Required work → Go through the listing beneath this task and return every line that carries the string "Send".

Data for review →
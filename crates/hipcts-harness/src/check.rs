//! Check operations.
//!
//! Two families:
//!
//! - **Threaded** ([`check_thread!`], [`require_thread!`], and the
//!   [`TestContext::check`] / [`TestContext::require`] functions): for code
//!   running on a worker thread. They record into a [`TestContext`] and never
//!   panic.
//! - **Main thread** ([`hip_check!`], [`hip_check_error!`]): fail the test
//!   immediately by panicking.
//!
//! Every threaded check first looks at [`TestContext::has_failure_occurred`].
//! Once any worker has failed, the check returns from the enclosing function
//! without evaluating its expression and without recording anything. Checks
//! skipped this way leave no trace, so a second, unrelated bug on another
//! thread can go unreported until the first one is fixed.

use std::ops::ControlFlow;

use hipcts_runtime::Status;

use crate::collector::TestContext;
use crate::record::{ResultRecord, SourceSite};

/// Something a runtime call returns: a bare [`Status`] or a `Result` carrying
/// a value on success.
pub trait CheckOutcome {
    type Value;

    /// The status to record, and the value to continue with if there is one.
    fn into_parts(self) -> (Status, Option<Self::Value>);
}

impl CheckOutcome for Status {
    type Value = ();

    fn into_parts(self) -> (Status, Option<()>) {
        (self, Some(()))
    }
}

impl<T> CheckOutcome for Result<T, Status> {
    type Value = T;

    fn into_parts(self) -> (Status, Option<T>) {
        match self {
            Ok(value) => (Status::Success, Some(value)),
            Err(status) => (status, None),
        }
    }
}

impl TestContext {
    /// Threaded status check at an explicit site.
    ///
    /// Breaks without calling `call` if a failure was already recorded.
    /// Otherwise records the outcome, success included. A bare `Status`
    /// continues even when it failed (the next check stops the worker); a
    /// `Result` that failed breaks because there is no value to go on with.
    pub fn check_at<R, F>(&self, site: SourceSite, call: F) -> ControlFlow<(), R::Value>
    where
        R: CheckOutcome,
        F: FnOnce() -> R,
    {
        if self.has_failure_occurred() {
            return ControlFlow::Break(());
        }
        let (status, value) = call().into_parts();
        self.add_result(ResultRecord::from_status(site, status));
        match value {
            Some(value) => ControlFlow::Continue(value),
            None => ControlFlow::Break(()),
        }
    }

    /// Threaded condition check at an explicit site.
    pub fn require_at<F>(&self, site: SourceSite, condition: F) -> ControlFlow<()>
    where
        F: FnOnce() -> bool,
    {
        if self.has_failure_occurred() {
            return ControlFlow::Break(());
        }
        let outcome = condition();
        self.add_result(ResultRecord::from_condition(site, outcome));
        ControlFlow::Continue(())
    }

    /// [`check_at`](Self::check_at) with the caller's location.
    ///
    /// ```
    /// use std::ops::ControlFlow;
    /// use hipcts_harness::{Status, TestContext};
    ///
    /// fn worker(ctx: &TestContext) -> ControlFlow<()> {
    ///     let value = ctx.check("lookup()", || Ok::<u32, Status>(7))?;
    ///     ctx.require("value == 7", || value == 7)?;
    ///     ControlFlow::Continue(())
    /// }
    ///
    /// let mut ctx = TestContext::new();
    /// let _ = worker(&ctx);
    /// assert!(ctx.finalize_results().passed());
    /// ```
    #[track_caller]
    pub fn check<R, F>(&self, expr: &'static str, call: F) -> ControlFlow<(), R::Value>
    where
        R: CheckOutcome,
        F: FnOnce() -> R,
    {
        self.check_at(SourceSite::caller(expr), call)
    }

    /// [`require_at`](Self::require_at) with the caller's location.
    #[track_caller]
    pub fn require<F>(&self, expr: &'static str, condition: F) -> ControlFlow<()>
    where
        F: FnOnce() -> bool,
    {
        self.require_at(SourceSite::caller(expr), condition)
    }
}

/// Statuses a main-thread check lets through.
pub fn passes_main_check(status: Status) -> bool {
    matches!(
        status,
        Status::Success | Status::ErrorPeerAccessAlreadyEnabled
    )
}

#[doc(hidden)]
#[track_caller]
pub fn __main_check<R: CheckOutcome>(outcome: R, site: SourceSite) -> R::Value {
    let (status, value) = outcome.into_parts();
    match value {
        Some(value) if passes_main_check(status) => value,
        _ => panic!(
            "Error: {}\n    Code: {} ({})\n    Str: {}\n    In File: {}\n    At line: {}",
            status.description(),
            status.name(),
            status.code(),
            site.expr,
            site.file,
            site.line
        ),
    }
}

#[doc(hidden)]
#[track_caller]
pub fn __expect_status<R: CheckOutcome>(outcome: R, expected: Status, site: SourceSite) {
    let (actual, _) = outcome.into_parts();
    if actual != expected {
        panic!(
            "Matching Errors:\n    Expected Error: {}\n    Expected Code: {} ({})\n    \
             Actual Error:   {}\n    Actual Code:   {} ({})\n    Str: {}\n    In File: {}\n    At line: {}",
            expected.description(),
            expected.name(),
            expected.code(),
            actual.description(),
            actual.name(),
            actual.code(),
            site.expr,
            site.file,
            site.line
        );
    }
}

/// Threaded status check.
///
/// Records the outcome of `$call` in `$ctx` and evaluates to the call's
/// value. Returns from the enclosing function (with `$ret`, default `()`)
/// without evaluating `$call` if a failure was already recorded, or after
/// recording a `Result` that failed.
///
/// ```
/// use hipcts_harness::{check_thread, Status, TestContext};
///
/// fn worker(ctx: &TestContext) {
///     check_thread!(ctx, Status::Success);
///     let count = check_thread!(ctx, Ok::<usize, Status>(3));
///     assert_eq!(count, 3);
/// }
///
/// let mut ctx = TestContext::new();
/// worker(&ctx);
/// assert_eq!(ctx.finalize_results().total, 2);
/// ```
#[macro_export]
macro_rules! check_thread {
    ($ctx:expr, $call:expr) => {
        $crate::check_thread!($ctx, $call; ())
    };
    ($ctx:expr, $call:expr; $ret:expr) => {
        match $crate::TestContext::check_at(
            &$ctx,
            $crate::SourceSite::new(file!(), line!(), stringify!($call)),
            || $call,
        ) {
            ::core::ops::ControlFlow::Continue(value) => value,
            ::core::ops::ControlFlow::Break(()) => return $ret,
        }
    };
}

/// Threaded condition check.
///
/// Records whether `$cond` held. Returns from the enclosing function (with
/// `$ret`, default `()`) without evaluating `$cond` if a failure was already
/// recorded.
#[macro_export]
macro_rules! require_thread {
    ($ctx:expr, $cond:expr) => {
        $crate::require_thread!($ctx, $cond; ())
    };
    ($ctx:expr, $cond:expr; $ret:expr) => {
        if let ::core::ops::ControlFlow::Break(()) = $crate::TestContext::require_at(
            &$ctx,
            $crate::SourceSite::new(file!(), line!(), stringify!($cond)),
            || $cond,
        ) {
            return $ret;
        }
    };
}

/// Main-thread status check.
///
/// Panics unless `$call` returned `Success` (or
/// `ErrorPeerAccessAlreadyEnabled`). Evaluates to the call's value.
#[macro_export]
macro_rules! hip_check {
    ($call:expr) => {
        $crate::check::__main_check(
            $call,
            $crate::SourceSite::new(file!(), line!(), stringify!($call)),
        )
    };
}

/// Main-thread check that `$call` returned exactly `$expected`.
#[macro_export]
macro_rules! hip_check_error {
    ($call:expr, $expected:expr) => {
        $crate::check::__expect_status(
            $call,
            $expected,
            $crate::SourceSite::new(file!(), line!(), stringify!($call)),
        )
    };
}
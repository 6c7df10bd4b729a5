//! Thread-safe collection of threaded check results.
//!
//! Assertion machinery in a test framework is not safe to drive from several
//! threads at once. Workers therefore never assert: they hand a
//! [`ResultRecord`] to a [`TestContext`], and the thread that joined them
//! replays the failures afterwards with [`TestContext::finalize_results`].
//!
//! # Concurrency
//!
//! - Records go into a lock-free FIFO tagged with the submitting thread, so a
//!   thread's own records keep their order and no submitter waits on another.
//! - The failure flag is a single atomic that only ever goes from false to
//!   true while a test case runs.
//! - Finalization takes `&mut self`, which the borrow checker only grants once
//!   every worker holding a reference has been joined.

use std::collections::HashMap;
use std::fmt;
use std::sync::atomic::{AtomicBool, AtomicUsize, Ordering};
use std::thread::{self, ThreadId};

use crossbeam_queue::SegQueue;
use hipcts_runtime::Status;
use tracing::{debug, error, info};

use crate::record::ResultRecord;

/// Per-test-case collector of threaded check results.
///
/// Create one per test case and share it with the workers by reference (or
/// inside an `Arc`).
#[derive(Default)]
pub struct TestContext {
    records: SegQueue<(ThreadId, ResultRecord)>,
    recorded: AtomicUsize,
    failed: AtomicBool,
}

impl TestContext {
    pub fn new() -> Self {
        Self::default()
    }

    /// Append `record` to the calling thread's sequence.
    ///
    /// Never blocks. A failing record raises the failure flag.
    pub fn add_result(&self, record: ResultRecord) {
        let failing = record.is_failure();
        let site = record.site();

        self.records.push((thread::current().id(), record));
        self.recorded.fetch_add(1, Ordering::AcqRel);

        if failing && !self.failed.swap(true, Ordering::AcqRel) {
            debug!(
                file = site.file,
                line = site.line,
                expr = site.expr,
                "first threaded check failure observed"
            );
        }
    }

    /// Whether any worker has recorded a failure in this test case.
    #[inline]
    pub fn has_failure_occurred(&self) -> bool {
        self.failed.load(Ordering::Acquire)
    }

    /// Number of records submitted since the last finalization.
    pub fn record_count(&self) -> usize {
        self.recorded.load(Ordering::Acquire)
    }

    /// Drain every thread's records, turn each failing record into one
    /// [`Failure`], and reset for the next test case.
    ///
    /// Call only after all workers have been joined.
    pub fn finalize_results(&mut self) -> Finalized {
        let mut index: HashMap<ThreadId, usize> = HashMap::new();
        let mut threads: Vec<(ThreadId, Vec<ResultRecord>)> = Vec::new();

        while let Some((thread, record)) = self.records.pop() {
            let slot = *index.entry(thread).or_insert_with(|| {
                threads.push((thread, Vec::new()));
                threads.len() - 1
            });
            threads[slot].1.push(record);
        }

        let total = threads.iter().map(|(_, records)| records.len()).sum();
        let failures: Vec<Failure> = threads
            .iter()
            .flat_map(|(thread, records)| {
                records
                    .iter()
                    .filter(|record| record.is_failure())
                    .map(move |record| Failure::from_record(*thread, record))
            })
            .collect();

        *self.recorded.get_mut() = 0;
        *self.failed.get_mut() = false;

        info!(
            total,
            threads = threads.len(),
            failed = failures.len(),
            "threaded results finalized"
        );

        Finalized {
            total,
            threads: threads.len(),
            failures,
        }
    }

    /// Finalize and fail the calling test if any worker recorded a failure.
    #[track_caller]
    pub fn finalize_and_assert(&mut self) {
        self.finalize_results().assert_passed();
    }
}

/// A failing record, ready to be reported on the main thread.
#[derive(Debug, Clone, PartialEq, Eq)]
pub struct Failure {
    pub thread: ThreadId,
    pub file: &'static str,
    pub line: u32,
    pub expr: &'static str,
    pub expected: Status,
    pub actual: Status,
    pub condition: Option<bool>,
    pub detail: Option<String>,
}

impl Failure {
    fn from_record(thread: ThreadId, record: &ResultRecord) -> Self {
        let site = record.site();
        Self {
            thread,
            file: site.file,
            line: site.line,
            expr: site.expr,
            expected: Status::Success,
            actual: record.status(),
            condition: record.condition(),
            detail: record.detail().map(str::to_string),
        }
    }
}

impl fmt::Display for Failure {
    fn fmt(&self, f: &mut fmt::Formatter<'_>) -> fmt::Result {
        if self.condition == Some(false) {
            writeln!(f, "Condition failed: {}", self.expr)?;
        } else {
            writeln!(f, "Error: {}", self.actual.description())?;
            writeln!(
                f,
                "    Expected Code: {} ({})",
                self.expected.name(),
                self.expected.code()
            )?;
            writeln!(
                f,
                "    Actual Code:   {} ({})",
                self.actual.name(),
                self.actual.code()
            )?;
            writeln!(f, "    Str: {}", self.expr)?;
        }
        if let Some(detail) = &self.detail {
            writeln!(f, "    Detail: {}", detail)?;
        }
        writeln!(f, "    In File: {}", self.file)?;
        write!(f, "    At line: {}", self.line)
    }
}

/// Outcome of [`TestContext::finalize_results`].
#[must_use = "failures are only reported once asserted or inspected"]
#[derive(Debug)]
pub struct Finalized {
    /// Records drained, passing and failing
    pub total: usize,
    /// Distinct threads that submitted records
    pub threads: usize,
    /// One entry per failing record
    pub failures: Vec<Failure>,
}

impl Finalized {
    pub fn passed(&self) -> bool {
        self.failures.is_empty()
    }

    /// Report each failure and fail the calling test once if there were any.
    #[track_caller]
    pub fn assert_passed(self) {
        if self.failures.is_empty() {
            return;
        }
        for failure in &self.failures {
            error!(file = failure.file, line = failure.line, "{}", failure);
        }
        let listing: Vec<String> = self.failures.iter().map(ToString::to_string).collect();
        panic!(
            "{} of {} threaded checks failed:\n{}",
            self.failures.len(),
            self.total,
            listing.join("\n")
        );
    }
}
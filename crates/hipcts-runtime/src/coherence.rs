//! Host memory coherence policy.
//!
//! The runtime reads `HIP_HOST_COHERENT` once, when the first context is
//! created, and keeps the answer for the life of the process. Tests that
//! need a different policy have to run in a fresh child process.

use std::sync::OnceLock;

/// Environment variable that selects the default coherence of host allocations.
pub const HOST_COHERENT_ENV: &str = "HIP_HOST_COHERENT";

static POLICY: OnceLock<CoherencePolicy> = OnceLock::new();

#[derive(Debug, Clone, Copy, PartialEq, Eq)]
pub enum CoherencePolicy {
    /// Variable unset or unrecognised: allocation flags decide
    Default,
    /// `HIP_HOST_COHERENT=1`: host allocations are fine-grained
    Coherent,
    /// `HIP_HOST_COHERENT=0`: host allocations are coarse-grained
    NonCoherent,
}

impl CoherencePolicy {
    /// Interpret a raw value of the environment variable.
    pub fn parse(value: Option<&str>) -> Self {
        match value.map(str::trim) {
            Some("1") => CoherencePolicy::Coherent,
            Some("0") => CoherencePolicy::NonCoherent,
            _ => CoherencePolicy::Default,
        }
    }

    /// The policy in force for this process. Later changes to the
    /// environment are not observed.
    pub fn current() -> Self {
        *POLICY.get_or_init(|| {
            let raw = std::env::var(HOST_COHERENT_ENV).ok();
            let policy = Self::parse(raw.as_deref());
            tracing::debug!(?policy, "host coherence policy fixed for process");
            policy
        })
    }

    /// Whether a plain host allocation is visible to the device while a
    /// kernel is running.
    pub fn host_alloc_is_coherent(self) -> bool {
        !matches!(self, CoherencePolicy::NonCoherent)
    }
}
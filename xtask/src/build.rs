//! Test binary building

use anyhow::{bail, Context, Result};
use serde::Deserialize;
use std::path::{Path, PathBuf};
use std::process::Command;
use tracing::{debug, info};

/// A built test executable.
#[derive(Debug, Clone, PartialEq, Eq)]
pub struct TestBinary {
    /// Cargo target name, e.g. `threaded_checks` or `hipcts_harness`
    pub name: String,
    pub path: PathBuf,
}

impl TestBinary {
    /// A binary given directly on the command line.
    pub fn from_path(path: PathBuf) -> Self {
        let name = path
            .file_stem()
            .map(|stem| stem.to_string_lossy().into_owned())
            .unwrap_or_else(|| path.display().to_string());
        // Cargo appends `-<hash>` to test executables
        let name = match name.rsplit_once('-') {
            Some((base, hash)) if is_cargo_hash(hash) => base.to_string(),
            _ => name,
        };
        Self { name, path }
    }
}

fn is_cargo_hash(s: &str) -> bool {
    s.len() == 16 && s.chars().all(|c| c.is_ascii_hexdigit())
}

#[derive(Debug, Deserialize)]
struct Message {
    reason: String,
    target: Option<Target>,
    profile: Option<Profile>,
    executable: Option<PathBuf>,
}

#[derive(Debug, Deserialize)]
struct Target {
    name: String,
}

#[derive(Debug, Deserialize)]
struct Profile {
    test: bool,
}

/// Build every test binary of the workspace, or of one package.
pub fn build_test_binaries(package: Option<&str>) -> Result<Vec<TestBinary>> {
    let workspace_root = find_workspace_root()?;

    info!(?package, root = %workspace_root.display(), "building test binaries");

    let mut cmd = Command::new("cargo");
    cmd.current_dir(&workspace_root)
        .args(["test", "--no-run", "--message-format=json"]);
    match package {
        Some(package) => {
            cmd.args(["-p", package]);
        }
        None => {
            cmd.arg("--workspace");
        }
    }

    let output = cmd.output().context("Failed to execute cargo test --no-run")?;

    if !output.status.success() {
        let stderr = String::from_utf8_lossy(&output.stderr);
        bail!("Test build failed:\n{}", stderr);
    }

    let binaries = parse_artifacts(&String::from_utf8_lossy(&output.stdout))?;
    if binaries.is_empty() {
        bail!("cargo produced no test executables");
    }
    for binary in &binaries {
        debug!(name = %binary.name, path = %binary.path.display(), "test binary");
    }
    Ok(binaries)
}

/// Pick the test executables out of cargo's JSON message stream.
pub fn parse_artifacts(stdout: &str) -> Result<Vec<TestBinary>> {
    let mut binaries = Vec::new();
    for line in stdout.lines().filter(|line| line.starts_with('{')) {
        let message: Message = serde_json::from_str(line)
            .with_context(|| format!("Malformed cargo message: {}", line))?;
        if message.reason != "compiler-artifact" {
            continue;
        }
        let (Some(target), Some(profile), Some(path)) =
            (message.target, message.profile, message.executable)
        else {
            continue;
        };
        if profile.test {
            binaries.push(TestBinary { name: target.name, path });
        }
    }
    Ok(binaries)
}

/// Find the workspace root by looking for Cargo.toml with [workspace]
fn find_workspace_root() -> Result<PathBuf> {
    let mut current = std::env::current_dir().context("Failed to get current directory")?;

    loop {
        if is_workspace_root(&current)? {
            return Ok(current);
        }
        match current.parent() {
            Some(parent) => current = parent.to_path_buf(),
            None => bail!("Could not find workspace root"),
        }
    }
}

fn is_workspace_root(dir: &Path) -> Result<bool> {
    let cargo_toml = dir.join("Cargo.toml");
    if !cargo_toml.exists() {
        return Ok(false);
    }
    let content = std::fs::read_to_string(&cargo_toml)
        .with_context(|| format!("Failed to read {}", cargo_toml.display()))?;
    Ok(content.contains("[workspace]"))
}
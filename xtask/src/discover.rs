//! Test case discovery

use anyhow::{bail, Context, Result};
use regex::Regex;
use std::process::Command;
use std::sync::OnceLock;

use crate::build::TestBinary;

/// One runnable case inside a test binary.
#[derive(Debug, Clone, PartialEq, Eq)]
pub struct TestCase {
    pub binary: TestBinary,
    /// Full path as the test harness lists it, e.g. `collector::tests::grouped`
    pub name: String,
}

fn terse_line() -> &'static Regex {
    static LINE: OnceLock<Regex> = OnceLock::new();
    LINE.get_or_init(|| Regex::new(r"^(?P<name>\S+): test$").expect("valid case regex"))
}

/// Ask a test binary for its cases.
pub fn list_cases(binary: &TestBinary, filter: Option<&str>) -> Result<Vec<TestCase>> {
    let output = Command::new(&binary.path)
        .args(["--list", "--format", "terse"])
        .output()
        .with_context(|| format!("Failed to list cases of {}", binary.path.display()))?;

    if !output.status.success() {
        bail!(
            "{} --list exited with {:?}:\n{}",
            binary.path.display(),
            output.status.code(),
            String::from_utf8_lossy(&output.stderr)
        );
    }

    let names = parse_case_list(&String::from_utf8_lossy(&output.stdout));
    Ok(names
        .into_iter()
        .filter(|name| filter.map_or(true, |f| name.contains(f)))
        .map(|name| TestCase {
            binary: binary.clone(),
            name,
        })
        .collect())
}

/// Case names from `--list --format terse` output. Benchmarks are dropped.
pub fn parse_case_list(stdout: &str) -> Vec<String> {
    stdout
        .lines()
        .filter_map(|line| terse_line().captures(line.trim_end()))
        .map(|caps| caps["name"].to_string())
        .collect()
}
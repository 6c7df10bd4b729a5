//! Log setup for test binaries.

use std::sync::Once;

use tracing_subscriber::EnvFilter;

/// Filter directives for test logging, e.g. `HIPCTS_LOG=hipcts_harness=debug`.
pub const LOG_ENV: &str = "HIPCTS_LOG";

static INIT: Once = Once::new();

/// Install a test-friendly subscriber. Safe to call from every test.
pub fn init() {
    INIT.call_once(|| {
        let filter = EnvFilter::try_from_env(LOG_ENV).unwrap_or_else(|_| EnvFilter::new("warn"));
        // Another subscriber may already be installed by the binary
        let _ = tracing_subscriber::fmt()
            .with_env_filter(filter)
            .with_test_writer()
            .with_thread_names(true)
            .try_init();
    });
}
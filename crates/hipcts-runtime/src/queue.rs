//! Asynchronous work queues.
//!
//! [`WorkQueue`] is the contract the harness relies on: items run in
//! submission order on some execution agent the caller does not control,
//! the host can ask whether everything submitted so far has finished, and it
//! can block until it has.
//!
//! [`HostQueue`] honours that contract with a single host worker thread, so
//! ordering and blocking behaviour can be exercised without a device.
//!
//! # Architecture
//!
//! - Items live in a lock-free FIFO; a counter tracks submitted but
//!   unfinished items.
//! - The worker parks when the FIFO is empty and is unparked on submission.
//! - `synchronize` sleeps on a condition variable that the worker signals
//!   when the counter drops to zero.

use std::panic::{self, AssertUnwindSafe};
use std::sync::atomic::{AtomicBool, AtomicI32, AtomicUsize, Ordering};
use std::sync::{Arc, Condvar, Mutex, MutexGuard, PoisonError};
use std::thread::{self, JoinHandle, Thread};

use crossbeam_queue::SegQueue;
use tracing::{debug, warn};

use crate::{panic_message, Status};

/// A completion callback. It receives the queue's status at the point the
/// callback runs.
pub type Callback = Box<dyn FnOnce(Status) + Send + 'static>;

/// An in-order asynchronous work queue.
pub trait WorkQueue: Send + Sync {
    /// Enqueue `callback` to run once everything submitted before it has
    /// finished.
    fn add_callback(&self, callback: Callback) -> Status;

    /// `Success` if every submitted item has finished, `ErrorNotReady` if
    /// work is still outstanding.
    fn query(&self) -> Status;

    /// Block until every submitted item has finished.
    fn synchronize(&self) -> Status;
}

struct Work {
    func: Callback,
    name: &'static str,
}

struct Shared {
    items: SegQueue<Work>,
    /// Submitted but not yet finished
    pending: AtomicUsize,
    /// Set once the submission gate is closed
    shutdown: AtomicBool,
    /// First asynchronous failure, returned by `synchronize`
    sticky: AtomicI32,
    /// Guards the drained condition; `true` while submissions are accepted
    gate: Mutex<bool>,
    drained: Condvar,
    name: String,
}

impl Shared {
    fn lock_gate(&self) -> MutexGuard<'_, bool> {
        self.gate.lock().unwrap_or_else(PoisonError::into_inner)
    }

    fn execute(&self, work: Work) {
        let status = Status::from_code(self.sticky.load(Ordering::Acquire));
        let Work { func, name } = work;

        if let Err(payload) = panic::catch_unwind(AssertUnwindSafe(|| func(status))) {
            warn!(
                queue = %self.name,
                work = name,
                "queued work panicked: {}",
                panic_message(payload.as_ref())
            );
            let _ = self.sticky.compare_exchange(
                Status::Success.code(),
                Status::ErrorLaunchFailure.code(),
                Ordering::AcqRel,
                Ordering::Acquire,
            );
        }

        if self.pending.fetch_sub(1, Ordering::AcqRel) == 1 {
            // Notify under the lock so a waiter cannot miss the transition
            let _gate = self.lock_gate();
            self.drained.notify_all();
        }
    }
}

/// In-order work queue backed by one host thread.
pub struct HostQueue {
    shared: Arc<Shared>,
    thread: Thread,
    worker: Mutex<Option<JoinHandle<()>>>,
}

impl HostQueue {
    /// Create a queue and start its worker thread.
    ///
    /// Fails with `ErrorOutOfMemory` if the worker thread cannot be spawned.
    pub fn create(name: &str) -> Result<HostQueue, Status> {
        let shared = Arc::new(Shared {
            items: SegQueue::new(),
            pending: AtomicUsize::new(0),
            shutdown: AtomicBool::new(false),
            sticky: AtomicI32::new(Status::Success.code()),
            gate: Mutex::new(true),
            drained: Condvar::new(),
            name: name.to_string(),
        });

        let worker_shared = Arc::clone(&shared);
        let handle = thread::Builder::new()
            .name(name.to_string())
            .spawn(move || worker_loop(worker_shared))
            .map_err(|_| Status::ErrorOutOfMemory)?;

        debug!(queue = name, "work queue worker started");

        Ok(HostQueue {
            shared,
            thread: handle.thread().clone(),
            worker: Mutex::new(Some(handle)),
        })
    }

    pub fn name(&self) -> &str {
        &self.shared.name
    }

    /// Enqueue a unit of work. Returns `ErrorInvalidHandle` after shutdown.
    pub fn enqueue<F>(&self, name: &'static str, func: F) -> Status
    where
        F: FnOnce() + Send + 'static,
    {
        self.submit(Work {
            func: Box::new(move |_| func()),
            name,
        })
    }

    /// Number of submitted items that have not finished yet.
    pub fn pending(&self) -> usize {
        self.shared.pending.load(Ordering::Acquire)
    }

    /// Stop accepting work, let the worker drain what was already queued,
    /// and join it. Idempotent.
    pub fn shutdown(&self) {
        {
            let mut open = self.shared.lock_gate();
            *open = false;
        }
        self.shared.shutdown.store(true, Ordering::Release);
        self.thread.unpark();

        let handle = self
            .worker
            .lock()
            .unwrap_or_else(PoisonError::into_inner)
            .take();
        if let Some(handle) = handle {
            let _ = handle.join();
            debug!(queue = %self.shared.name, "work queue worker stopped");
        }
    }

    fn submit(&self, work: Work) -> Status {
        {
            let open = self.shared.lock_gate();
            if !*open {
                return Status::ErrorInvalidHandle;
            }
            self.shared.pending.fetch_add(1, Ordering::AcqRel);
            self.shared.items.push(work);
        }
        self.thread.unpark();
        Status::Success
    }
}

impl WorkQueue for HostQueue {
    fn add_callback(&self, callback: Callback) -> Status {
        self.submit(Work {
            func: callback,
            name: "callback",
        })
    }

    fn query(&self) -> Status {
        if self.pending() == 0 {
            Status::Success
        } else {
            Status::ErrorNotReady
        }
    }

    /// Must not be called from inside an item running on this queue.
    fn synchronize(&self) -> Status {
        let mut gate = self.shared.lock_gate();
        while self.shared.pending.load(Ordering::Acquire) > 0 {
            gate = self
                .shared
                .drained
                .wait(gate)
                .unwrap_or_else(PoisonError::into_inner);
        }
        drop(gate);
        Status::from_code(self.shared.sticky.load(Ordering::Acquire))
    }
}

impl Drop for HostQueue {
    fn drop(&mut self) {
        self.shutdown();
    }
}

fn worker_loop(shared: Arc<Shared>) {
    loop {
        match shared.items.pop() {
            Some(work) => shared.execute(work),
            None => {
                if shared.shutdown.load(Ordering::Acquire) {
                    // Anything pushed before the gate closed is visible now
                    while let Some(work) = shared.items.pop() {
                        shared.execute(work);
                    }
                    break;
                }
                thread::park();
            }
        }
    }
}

Task result →
pub type Callback = Box<dyn FnOnce(Status) + Send + 'static>;
pub trait WorkQueue: Send + Sync {
        F: FnOnce() + Send + 'static,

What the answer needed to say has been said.